**TASK**
Word for word, set down every line of the entries below from the line with "index, name" to the line with "OR Kind==1 AND", including both, and no other line.
╭─ DATA SUPPLIED
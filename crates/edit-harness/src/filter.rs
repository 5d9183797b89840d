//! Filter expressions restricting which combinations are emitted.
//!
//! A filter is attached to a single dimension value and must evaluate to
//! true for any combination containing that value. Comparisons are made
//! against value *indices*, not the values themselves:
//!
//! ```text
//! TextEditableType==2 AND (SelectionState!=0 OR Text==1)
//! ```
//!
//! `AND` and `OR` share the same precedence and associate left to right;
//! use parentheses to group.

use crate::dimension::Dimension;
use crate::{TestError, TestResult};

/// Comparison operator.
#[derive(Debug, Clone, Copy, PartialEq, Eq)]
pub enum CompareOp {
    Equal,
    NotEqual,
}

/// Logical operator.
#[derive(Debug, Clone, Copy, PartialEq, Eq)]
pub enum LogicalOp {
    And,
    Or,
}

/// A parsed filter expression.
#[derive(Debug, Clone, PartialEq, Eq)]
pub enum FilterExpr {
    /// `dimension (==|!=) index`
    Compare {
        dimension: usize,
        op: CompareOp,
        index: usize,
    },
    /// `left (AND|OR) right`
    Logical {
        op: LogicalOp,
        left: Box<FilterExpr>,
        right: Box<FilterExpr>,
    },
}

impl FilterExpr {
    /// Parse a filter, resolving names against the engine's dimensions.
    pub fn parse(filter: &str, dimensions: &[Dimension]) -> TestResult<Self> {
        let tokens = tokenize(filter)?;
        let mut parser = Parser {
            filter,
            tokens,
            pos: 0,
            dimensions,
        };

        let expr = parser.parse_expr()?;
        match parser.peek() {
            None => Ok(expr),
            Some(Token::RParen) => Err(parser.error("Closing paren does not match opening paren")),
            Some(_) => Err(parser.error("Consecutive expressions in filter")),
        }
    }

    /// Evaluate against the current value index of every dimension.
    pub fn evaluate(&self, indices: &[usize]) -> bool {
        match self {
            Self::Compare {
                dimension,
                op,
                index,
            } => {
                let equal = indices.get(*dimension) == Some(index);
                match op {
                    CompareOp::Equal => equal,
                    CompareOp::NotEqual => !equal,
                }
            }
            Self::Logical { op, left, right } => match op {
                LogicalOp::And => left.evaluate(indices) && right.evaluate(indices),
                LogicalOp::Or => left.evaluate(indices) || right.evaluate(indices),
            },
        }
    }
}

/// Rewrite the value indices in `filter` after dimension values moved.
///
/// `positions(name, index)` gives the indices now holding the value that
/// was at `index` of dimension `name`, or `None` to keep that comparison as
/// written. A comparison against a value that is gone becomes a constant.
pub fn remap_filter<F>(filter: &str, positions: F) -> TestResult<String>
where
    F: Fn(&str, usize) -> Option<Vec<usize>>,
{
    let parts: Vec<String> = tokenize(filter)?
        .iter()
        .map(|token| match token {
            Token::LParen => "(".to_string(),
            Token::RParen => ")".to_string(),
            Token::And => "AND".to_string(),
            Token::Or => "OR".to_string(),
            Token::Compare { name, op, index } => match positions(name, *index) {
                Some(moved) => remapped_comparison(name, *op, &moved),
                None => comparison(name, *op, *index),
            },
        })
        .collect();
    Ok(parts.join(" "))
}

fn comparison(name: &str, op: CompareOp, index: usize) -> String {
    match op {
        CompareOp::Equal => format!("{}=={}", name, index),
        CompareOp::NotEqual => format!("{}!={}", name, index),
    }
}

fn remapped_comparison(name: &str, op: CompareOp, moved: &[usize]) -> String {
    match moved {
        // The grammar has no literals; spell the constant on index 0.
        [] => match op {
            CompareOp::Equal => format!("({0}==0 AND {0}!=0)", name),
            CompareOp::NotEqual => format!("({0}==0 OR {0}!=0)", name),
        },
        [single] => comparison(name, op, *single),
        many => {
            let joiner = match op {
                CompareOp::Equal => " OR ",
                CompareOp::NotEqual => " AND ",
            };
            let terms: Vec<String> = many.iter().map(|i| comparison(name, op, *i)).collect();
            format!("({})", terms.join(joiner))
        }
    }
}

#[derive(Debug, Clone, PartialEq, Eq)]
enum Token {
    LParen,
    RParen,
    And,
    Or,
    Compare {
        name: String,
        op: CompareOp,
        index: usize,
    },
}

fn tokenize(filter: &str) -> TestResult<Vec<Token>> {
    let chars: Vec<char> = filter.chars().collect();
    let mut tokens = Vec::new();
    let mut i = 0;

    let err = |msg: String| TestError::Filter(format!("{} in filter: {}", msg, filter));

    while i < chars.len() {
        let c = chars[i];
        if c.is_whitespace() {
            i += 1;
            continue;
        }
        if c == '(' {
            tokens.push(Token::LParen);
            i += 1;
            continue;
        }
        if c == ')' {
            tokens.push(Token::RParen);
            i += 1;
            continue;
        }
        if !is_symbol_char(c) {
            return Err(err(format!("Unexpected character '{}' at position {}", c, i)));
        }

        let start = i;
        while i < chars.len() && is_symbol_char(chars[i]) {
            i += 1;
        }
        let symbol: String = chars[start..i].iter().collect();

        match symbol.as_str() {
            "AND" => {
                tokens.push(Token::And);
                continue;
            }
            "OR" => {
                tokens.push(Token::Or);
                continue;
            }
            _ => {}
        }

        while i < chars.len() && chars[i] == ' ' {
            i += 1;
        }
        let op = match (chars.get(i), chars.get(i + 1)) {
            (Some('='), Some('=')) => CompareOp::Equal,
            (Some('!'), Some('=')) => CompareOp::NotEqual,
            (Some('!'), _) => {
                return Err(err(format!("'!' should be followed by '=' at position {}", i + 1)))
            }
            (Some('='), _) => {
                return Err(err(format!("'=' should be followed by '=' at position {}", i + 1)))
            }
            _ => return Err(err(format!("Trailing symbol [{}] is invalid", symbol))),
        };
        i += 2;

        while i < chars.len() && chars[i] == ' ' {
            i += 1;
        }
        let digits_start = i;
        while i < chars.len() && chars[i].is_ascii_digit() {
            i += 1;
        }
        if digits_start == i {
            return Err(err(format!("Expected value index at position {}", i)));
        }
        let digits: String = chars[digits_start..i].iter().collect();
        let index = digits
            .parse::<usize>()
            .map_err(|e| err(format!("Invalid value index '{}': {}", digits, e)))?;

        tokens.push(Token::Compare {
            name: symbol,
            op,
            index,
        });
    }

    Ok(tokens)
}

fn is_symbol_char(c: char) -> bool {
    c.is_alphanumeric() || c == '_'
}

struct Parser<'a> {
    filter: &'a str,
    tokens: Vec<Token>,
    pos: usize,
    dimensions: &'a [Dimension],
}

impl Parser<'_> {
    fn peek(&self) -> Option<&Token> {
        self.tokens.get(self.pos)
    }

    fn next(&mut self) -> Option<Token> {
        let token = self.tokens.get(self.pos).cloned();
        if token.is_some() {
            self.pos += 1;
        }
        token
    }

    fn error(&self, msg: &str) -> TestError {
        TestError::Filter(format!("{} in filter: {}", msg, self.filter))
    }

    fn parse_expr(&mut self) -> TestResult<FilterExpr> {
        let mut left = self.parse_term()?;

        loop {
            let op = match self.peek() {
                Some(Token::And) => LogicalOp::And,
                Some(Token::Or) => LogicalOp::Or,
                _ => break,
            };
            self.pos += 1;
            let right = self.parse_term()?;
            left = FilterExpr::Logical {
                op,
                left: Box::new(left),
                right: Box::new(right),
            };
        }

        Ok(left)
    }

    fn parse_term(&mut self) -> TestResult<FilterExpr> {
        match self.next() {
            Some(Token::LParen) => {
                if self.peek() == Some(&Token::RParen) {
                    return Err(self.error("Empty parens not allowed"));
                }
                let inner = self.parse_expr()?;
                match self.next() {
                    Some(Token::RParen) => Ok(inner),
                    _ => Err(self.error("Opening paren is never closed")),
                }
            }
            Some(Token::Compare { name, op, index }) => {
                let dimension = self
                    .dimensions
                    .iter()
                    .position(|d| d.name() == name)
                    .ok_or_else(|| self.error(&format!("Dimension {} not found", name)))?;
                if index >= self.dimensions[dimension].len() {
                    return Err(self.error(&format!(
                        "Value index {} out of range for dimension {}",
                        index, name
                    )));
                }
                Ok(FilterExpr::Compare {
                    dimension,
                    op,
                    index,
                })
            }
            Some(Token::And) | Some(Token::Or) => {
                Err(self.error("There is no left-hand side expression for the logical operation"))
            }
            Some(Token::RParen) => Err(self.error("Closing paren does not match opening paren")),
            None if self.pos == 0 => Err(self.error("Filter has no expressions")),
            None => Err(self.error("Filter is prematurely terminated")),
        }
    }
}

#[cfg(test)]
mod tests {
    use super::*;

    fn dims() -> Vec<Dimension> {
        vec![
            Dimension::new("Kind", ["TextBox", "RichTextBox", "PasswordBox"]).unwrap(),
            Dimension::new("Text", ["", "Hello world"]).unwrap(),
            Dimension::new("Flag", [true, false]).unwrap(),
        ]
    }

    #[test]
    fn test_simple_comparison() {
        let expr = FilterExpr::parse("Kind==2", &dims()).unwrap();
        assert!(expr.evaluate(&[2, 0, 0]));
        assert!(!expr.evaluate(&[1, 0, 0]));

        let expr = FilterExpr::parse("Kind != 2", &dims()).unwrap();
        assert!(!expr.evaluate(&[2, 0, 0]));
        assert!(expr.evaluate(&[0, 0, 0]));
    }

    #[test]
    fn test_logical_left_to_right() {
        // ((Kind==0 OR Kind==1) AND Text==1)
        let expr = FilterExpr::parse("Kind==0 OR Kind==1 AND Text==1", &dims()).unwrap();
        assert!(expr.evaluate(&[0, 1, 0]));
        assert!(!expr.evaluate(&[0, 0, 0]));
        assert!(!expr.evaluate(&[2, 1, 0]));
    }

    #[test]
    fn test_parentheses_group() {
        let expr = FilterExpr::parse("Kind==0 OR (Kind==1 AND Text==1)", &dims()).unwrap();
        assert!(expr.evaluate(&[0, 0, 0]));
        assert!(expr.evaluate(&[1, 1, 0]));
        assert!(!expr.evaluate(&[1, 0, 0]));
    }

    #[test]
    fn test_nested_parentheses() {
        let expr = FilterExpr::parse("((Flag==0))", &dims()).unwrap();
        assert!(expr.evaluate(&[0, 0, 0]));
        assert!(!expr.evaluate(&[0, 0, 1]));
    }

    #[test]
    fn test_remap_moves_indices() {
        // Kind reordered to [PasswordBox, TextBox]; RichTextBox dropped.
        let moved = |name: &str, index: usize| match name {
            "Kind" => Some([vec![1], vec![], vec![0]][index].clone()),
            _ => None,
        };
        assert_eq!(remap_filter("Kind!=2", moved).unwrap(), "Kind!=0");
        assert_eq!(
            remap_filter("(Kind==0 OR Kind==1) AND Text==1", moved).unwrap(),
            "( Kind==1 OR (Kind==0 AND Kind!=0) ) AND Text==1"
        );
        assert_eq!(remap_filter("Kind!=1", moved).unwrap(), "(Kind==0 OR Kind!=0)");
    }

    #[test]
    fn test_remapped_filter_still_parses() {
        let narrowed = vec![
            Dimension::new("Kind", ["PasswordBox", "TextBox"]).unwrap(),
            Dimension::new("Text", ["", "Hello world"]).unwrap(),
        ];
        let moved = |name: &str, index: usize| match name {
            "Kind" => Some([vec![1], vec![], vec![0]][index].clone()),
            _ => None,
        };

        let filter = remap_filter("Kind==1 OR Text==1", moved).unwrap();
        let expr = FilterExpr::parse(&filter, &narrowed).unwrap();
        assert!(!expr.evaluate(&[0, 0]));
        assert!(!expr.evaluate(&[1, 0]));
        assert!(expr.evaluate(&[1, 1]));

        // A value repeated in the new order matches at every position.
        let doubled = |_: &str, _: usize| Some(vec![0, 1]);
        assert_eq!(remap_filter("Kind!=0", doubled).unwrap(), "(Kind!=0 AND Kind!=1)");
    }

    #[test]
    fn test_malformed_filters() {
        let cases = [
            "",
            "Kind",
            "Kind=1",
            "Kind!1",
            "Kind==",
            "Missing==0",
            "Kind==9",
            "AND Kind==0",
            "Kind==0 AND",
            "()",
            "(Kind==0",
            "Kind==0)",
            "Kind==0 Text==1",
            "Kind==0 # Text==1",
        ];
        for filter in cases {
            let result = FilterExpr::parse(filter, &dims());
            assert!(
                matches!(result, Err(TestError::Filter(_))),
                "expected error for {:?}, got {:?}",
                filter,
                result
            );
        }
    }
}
╰─
**FINISHED EXERCISE**
                        index, name
                    )));
                }
                Ok(FilterExpr::Compare {
                    dimension,
                    op,
                    index,
                })
            }
            Some(Token::And) | Some(Token::Or) => {
                Err(self.error("There is no left-hand side expression for the logical operation"))
            }
            Some(Token::RParen) => Err(self.error("Closing paren does not match opening paren")),
            None if self.pos == 0 => Err(self.error("Filter has no expressions")),
            None => Err(self.error("Filter is prematurely terminated")),
        }
    }
}

#[cfg(test)]
mod tests {
    use super::*;

    fn dims() -> Vec<Dimension> {
        vec![
            Dimension::new("Kind", ["TextBox", "RichTextBox", "PasswordBox"]).unwrap(),
            Dimension::new("Text", ["", "Hello world"]).unwrap(),
            Dimension::new("Flag", [true, false]).unwrap(),
        ]
    }

    #[test]
    fn test_simple_comparison() {
        let expr = FilterExpr::parse("Kind==2", &dims()).unwrap();
        assert!(expr.evaluate(&[2, 0, 0]));
        assert!(!expr.evaluate(&[1, 0, 0]));

        let expr = FilterExpr::parse("Kind != 2", &dims()).unwrap();
        assert!(!expr.evaluate(&[2, 0, 0]));
        assert!(expr.evaluate(&[0, 0, 0]));
    }

    #[test]
    fn test_logical_left_to_right() {
        // ((Kind==0 OR Kind==1) AND Text==1)
        let expr = FilterExpr::parse("Kind==0 OR Kind==1 AND Text==1", &dims()).unwrap();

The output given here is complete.